## Exercise requirements
Once you reach the line containing "compute_snapshot(&self.buffer)" in the entries below, write out that line and each one after it down to the line containing "pub mod service;", exactly and with nothing added.

(Data excerpts)
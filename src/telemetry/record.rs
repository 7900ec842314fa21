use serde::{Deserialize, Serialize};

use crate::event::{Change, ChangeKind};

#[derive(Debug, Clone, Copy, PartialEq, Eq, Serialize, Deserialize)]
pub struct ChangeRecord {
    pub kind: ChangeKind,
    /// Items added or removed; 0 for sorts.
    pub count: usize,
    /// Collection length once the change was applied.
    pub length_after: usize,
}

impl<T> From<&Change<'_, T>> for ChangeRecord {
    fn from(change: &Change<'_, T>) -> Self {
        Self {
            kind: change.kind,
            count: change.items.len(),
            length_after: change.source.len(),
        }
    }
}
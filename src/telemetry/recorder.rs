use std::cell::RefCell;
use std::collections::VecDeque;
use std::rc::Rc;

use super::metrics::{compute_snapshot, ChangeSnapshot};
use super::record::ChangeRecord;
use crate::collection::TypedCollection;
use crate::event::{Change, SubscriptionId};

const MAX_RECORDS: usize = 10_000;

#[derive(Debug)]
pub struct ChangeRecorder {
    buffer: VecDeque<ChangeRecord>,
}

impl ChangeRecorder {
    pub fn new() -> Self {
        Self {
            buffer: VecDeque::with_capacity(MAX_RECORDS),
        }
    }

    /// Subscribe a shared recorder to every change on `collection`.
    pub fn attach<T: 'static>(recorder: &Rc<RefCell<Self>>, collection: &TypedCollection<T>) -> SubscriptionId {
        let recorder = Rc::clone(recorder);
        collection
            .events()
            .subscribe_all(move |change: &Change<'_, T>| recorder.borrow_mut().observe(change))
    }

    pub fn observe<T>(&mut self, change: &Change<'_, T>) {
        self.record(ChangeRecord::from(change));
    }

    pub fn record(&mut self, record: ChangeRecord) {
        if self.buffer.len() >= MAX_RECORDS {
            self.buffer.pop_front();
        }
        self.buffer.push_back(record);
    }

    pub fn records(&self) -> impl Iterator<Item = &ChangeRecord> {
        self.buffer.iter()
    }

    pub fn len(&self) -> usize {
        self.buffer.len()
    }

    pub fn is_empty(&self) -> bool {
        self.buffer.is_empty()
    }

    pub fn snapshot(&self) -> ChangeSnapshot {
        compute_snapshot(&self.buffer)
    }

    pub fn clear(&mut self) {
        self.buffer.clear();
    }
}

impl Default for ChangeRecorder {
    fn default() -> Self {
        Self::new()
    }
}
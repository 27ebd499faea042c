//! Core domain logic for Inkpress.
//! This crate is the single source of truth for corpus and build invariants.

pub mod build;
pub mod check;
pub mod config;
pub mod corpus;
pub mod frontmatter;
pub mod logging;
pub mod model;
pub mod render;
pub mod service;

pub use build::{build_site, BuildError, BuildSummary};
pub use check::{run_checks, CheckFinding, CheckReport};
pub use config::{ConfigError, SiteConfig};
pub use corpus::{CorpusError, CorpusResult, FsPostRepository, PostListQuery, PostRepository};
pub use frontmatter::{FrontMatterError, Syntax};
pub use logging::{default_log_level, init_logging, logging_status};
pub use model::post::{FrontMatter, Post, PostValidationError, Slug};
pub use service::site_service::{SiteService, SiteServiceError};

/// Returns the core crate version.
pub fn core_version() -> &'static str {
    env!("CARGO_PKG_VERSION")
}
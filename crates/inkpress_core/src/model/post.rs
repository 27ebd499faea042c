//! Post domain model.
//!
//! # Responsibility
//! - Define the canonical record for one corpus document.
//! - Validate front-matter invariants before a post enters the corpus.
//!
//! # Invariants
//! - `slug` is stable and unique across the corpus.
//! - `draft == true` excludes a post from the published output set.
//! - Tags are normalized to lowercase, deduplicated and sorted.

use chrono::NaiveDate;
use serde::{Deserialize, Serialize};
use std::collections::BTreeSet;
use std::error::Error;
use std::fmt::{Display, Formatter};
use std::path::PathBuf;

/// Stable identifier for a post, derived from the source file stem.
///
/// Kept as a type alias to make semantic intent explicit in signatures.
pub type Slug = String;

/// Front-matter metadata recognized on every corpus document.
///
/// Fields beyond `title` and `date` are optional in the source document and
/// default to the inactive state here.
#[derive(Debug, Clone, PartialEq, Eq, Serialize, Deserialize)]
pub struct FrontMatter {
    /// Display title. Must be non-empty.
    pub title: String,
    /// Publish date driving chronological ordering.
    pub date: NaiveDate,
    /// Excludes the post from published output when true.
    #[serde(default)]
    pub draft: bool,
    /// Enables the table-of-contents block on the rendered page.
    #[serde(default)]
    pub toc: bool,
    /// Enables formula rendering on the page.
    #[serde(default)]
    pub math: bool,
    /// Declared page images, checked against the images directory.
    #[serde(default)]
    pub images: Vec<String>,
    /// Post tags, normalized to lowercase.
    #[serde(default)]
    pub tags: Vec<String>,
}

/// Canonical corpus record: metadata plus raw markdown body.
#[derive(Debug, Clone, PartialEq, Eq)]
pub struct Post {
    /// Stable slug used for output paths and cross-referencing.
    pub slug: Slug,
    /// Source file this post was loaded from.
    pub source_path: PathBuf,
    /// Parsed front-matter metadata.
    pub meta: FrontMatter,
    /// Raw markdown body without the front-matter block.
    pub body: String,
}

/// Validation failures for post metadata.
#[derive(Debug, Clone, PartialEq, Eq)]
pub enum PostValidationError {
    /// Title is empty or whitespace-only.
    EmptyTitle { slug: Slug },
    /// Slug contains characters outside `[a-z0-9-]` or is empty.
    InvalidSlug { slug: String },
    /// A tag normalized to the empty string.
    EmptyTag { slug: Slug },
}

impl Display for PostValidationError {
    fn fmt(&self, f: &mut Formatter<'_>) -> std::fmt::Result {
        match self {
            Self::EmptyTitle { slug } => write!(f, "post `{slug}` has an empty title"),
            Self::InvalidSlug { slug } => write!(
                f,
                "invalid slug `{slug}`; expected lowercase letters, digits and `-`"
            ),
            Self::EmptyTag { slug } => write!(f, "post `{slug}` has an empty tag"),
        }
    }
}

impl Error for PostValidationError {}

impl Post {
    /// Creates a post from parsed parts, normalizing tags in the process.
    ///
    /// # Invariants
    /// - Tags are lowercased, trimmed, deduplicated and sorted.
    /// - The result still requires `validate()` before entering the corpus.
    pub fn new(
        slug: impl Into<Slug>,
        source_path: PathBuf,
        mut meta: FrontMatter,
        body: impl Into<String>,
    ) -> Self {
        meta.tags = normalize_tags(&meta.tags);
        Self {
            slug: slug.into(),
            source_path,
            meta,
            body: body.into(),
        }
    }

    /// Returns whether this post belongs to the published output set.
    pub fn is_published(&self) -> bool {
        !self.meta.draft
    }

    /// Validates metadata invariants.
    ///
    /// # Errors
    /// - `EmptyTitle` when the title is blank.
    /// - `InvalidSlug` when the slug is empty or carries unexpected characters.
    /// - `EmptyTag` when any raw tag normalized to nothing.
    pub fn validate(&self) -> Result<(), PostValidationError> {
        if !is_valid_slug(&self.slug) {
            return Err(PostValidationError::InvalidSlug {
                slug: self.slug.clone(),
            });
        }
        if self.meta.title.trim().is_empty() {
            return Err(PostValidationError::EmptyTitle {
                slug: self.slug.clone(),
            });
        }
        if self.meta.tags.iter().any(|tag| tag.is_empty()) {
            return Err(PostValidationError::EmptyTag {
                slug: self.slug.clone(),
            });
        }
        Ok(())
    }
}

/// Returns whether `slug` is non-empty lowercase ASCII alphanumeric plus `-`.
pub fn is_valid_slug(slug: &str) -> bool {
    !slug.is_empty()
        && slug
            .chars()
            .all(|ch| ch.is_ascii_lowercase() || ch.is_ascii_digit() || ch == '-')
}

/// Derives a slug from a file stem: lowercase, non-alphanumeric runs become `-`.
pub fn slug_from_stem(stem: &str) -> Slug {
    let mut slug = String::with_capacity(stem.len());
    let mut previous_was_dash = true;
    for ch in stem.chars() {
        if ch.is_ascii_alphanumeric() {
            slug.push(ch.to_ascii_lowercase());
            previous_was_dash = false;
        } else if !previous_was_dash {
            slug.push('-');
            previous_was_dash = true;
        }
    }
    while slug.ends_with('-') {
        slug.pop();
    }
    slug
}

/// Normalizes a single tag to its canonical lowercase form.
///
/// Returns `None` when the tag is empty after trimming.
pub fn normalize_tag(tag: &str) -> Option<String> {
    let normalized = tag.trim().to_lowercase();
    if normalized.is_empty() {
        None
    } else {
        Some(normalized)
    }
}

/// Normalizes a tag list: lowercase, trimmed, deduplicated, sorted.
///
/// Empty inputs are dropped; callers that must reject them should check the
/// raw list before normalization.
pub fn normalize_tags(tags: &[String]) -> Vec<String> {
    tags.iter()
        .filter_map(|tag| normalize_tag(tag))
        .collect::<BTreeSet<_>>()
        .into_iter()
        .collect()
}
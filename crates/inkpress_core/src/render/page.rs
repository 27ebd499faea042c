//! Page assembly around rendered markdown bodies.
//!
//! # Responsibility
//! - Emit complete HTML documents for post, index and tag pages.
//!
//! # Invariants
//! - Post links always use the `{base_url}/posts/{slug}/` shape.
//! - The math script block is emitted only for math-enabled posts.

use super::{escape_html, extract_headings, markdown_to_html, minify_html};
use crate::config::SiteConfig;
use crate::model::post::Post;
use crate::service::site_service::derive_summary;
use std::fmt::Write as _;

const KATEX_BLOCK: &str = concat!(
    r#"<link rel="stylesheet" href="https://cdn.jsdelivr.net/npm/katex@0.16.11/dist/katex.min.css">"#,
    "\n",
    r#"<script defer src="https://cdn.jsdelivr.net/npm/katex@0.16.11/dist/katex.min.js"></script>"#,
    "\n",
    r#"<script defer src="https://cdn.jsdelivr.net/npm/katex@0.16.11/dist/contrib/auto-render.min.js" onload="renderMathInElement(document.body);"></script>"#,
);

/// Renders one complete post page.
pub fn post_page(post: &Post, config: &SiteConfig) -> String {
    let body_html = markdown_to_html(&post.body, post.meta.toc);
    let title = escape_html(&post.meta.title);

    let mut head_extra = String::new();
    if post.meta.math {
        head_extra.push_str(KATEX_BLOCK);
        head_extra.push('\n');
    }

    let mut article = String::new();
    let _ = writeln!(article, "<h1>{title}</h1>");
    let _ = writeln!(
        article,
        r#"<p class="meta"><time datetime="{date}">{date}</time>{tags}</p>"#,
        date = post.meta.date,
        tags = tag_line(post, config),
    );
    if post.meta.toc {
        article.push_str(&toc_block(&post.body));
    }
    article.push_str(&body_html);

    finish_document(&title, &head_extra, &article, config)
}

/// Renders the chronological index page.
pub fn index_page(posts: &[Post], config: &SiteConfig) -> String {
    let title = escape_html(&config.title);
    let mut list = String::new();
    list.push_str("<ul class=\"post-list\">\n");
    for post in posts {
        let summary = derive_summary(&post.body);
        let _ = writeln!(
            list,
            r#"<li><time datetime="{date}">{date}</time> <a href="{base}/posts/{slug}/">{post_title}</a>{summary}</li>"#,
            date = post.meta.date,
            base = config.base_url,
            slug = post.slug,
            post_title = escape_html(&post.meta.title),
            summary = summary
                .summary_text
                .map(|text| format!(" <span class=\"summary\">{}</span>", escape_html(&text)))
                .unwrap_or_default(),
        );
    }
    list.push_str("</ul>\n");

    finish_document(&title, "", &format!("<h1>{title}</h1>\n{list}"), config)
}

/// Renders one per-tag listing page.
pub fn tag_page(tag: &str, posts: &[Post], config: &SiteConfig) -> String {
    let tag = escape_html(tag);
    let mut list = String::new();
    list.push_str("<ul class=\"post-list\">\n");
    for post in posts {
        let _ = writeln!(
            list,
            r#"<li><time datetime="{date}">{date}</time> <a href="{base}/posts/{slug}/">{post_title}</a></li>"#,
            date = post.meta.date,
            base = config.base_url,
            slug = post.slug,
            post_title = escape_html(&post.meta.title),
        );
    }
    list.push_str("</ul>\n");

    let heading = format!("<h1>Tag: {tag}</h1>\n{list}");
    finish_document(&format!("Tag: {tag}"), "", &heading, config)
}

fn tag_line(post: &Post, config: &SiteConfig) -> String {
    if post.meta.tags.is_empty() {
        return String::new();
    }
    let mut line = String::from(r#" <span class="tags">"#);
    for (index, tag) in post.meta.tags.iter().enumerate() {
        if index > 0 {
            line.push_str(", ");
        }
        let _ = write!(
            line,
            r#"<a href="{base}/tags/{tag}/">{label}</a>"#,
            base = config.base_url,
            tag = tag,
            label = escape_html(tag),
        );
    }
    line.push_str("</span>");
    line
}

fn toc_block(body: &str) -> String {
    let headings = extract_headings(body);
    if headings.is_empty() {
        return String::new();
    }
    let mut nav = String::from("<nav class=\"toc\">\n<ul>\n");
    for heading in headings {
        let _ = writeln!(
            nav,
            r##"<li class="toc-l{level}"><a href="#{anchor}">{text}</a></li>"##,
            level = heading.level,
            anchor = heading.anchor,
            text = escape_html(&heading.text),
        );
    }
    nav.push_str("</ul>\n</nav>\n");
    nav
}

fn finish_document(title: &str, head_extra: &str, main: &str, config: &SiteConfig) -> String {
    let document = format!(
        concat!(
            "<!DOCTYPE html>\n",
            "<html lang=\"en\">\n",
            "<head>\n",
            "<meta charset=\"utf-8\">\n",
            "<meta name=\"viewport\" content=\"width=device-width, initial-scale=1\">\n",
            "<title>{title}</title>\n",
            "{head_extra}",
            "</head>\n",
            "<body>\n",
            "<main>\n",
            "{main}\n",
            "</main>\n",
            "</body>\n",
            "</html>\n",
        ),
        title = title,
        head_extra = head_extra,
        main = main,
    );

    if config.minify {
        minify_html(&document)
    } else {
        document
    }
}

## Written answer
        compute_snapshot(&self.buffer)
    }

    pub fn clear(&mut self) {
        self.buffer.clear();
    }
}

impl Default for ChangeRecorder {
    fn default() -> Self {
        Self::new()
    }
}
repository 27ebd499faea042c
//! Core domain logic for Inkpress.
//! This crate is the single source of truth for corpus and build invariants.

pub mod build;
pub mod check;
pub mod config;
pub mod corpus;
pub mod frontmatter;
pub mod logging;
pub mod model;
pub mod render;
pub mod service;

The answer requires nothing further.